• The problem: Below are records; reproduce exactly the lines from the first through the one containing "pub struct AppPaths".

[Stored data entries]

⟨

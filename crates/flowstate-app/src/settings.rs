//! Config and session files.

use std::fs;
use std::path::{Path, PathBuf};

use anyhow::{Context, Result};
use directories::ProjectDirs;
use flowstate_audio::EngineConfig;
use flowstate_core::SessionState;
use tracing::{debug, info, warn};

/// Where the player keeps its files.
#[derive(Debug, Clone)]
pub struct AppPaths {
    pub config_file: PathBuf,
    pub session_file: PathBuf,
}

impl AppPaths {
    /// Resolve the platform directories, with an optional config file override.
    pub fn resolve(config_override: Option<PathBuf>) -> Result<Self> {
        let dirs = ProjectDirs::from("com", "flowstate", "FlowState")
            .context("Failed to determine config directory")?;
        Ok(Self {
            config_file: config_override.unwrap_or_else(|| dirs.config_dir().join("config.json")),
            session_file: dirs.data_dir().join("session.json"),
        })
    }

    pub fn in_dir(dir: &Path) -> Self {
        Self {
            config_file: dir.join("config.json"),
            session_file: dir.join("session.json"),
        }
    }
}

/// Read the engine config. Missing or malformed files give defaults.
pub fn load_config(path: &Path) -> EngineConfig {
    let text = match fs::read_to_string(path) {
        Ok(text) => text,
        Err(e) => {
            debug!("No config at {} ({e}), using defaults", path.display());
            return EngineConfig::default();
        }
    };
    match serde_json::from_str::<EngineConfig>(&text) {
        Ok(config) => match config.validate() {
            Ok(()) => {
                info!("Loaded config from {}", path.display());
                config
            }
            Err(e) => {
                warn!("Ignoring invalid config {}: {e}", path.display());
                EngineConfig::default()
            }
        },
        Err(e) => {
            warn!("Ignoring malformed config {}: {e}", path.display());
            EngineConfig::default()
        }
    }
}

pub fn load_session(path: &Path) -> Option<SessionState> {
    let text = fs::read_to_string(path).ok()?;
    match SessionState::from_json(&text) {
        Ok(session) => Some(session),
        Err(e) => {
            warn!("Discarding unreadable session {}: {e}", path.display());
            None
        }
    }
}

pub fn save_session(path: &Path, session: &SessionState) -> Result<()> {
    if let Some(parent) = path.parent() {
        fs::create_dir_all(parent)
            .with_context(|| format!("Failed to create {}", parent.display()))?;
    }
    let json = session.to_json()?;
    fs::write(path, json).with_context(|| format!("Failed to write {}", path.display()))?;
    debug!("Saved session to {}", path.display());
    Ok(())
}

#[cfg(test)]
#[allow(clippy::unwrap_used)]
mod tests {
    use super::*;
    use flowstate_core::RepeatMode;

    #[test]
    fn test_missing_config_gives_defaults() {
        let dir = tempfile::tempdir().unwrap();
        let paths = AppPaths::in_dir(dir.path());
        assert_eq!(load_config(&paths.config_file), EngineConfig::default());
    }

    #[test]
    fn test_malformed_config_gives_defaults() {
        let dir = tempfile::tempdir().unwrap();
        let paths = AppPaths::in_dir(dir.path());
        fs::write(&paths.config_file, "{ block_size: ").unwrap();
        assert_eq!(load_config(&paths.config_file), EngineConfig::default());

        fs::write(&paths.config_file, r#"{ "queue_capacity": 0 }"#).unwrap();
        assert_eq!(load_config(&paths.config_file), EngineConfig::default());
    }

    #[test]
    fn test_partial_config_is_merged() {
        let dir = tempfile::tempdir().unwrap();
        let paths = AppPaths::in_dir(dir.path());
        fs::write(&paths.config_file, r#"{ "block_size": 256 }"#).unwrap();
        let config = load_config(&paths.config_file);
        assert_eq!(config.block_size, 256);
        assert_eq!(config.queue_capacity, EngineConfig::default().queue_capacity);
    }

    #[test]
    fn test_session_round_trip() {
        let dir = tempfile::tempdir().unwrap();
        let path = dir.path().join("nested").join("session.json");
        let session = SessionState {
            playlist: vec![PathBuf::from("/music/a.flac")],
            current_index: Some(0),
            position_secs: 12.5,
            volume: 0.4,
            muted: true,
            shuffle: false,
            repeat: RepeatMode::One,
        };
        save_session(&path, &session).unwrap();
        assert_eq!(load_session(&path), Some(session));
    }

    #[test]
    fn test_corrupt_session_is_discarded() {
        let dir = tempfile::tempdir().unwrap();
        let path = dir.path().join("session.json");
        fs::write(&path, "not json").unwrap();
        assert_eq!(load_session(&path), None);
    }
}
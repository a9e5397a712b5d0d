//! Schroeder/Moorer reverb in the Freeverb topology.

use flowstate_core::{AudioBlock, Result};

use super::{Effect, EffectBase, ParamInfo};

/// Comb and allpass lengths tuned at 44.1 kHz.
const COMB_TUNING: [usize; 8] = [1116, 1188, 1277, 1356, 1422, 1491, 1557, 1617];
const ALLPASS_TUNING: [usize; 4] = [556, 441, 341, 225];
/// Extra length per channel to decorrelate left and right.
const STEREO_SPREAD: usize = 23;
const INPUT_GAIN: f32 = 0.015;
const ALLPASS_FEEDBACK: f32 = 0.5;
const TUNING_RATE: f32 = 44_100.0;

#[derive(Debug, Clone)]
struct Comb {
    buffer: Vec<f32>,
    index: usize,
    filter_store: f32,
}

impl Comb {
    fn new(len: usize) -> Self {
        Self {
            buffer: vec![0.0; len.max(1)],
            index: 0,
            filter_store: 0.0,
        }
    }

    #[inline]
    fn tick(&mut self, input: f32, feedback: f32, damp: f32) -> f32 {
        let output = self.buffer[self.index];
        self.filter_store = output * (1.0 - damp) + self.filter_store * damp;
        self.buffer[self.index] = input + self.filter_store * feedback;
        self.index = (self.index + 1) % self.buffer.len();
        output
    }

    fn clear(&mut self) {
        self.buffer.fill(0.0);
        self.index = 0;
        self.filter_store = 0.0;
    }
}

#[derive(Debug, Clone)]
struct Allpass {
    buffer: Vec<f32>,
    index: usize,
}

impl Allpass {
    fn new(len: usize) -> Self {
        Self {
            buffer: vec![0.0; len.max(1)],
            index: 0,
        }
    }

    #[inline]
    fn tick(&mut self, input: f32) -> f32 {
        let buffered = self.buffer[self.index];
        self.buffer[self.index] = input + buffered * ALLPASS_FEEDBACK;
        self.index = (self.index + 1) % self.buffer.len();
        buffered - input
    }

    fn clear(&mut self) {
        self.buffer.fill(0.0);
        self.index = 0;
    }
}

/// Comb and allpass bank for one channel.
#[derive(Debug, Clone)]
struct Tank {
    combs: Vec<Comb>,
    allpasses: Vec<Allpass>,
}

impl Tank {
    fn new(scale: f32, offset: usize) -> Self {
        let scaled = |len: usize| ((len + offset) as f32 * scale).round() as usize;
        Self {
            combs: COMB_TUNING.iter().map(|&l| Comb::new(scaled(l))).collect(),
            allpasses: ALLPASS_TUNING.iter().map(|&l| Allpass::new(scaled(l))).collect(),
        }
    }

    fn tick(&mut self, input: f32, feedback: f32, damp: f32) -> f32 {
        let mut out = self
            .combs
            .iter_mut()
            .map(|c| c.tick(input, feedback, damp))
            .sum::<f32>();
        for allpass in &mut self.allpasses {
            out = allpass.tick(out);
        }
        out
    }

    fn clear(&mut self) {
        self.combs.iter_mut().for_each(Comb::clear);
        self.allpasses.iter_mut().for_each(Allpass::clear);
    }
}

/// Room reverb with `room_size`, `damping`, `width` and `mix` parameters.
pub struct Reverb {
    base: EffectBase,
    tanks: Vec<Tank>,
    tank_layout: (u32, usize),
    feedback: f32,
    damp: f32,
}

impl Reverb {
    pub fn new() -> Self {
        let base = EffectBase::new(
            "Reverb",
            vec![
                ParamInfo::new("room_size", 0.5).with_range(0.0, 1.0),
                ParamInfo::new("damping", 0.5).with_range(0.0, 1.0),
                ParamInfo::new("width", 1.0).with_range(0.0, 1.0),
                ParamInfo::new("mix", 0.25).with_range(0.0, 1.0),
            ],
        );
        let mut reverb = Self {
            base,
            tanks: Vec::new(),
            tank_layout: (0, 0),
            feedback: 0.0,
            damp: 0.0,
        };
        reverb.configure();
        reverb
    }
}

impl Default for Reverb {
    fn default() -> Self {
        Self::new()
    }
}

impl Effect for Reverb {
    fn base(&self) -> &EffectBase {
        &self.base
    }

    fn base_mut(&mut self) -> &mut EffectBase {
        &mut self.base
    }

    fn configure(&mut self) {
        self.feedback = self.base.param("room_size").mul_add(0.28, 0.7);
        self.damp = self.base.param("damping") * 0.4;

        let layout = (self.base.properties().sample_rate, self.base.channels());
        if layout != self.tank_layout {
            let scale = self.base.sample_rate() / TUNING_RATE;
            self.tanks = (0..layout.1)
                .map(|ch| Tank::new(scale, ch * STEREO_SPREAD))
                .collect();
            self.tank_layout = layout;
        }
    }

    fn process(&mut self, block: &mut AudioBlock) -> Result<()> {
        let channels = self.base.channels();
        let mix = self.base.param("mix");
        let width = self.base.param("width");
        let mut wet = vec![0.0f32; channels];

        for frame in block.samples_mut().chunks_exact_mut(channels) {
            let input = frame.iter().sum::<f32>() / channels as f32 * INPUT_GAIN;
            for (ch, tank) in self.tanks.iter_mut().enumerate() {
                wet[ch] = tank.tick(input, self.feedback, self.damp);
            }
            let mean = wet.iter().sum::<f32>() / channels as f32;
            for (ch, sample) in frame.iter_mut().enumerate() {
                // Width 0 collapses every channel onto the mean
                let spread = mean + (wet[ch] - mean) * width;
                *sample = *sample * (1.0 - mix) + spread * mix;
            }
        }
        Ok(())
    }

    fn reset(&mut self) {
        self.tanks.iter_mut().for_each(Tank::clear);
    }
}
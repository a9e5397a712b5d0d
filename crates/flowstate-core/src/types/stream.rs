//! Stream property types shared by the decoder, effects and output.

use serde::{Deserialize, Serialize};
use std::fmt;

use crate::{Error, Result};

/// Sample rate and channel layout of a decoded stream.
///
/// Every effect and the output sink is reconfigured whenever this changes.
#[derive(Debug, Clone, Copy, Serialize, Deserialize, PartialEq, Eq, Hash)]
pub struct StreamProperties {
    /// Frames per second.
    pub sample_rate: u32,
    /// Samples per frame.
    pub channels: u16,
}

impl StreamProperties {
    /// Create stream properties, rejecting zero rates or channel counts.
    pub fn new(sample_rate: u32, channels: u16) -> Result<Self> {
        if sample_rate == 0 {
            return Err(Error::InvalidArgument("sample rate must be positive".into()));
        }
        if channels == 0 {
            return Err(Error::InvalidArgument("channel count must be positive".into()));
        }
        Ok(Self {
            sample_rate,
            channels,
        })
    }

    /// Number of channels as a `usize` for indexing.
    pub const fn channel_count(&self) -> usize {
        self.channels as usize
    }

    /// Duration of `frames` frames in seconds.
    pub fn frames_to_secs(&self, frames: u64) -> f64 {
        frames as f64 / f64::from(self.sample_rate)
    }

    /// Number of whole frames in `secs` seconds.
    pub fn secs_to_frames(&self, secs: f64) -> u64 {
        (secs.max(0.0) * f64::from(self.sample_rate)) as u64
    }

    /// Period of one block of `block_size` frames in seconds.
    pub fn block_period_secs(&self, block_size: usize) -> f64 {
        block_size as f64 / f64::from(self.sample_rate)
    }
}

impl Default for StreamProperties {
    fn default() -> Self {
        Self {
            sample_rate: 44_100,
            channels: 2,
        }
    }
}

impl fmt::Display for StreamProperties {
    fn fmt(&self, f: &mut fmt::Formatter<'_>) -> fmt::Result {
        write!(f, "{} Hz, {} ch", self.sample_rate, self.channels)
    }
}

⟩

• Solution below:
filename crates/flowstate-app/src/settings.rs
//! Config and session files.

use std::fs;
use std::path::{Path, PathBuf};

use anyhow::{Context, Result};
use directories::ProjectDirs;
use flowstate_audio::EngineConfig;
use flowstate_core::SessionState;
use tracing::{debug, info, warn};

/// Where the player keeps its files.
#[derive(Debug, Clone)]
pub struct AppPaths {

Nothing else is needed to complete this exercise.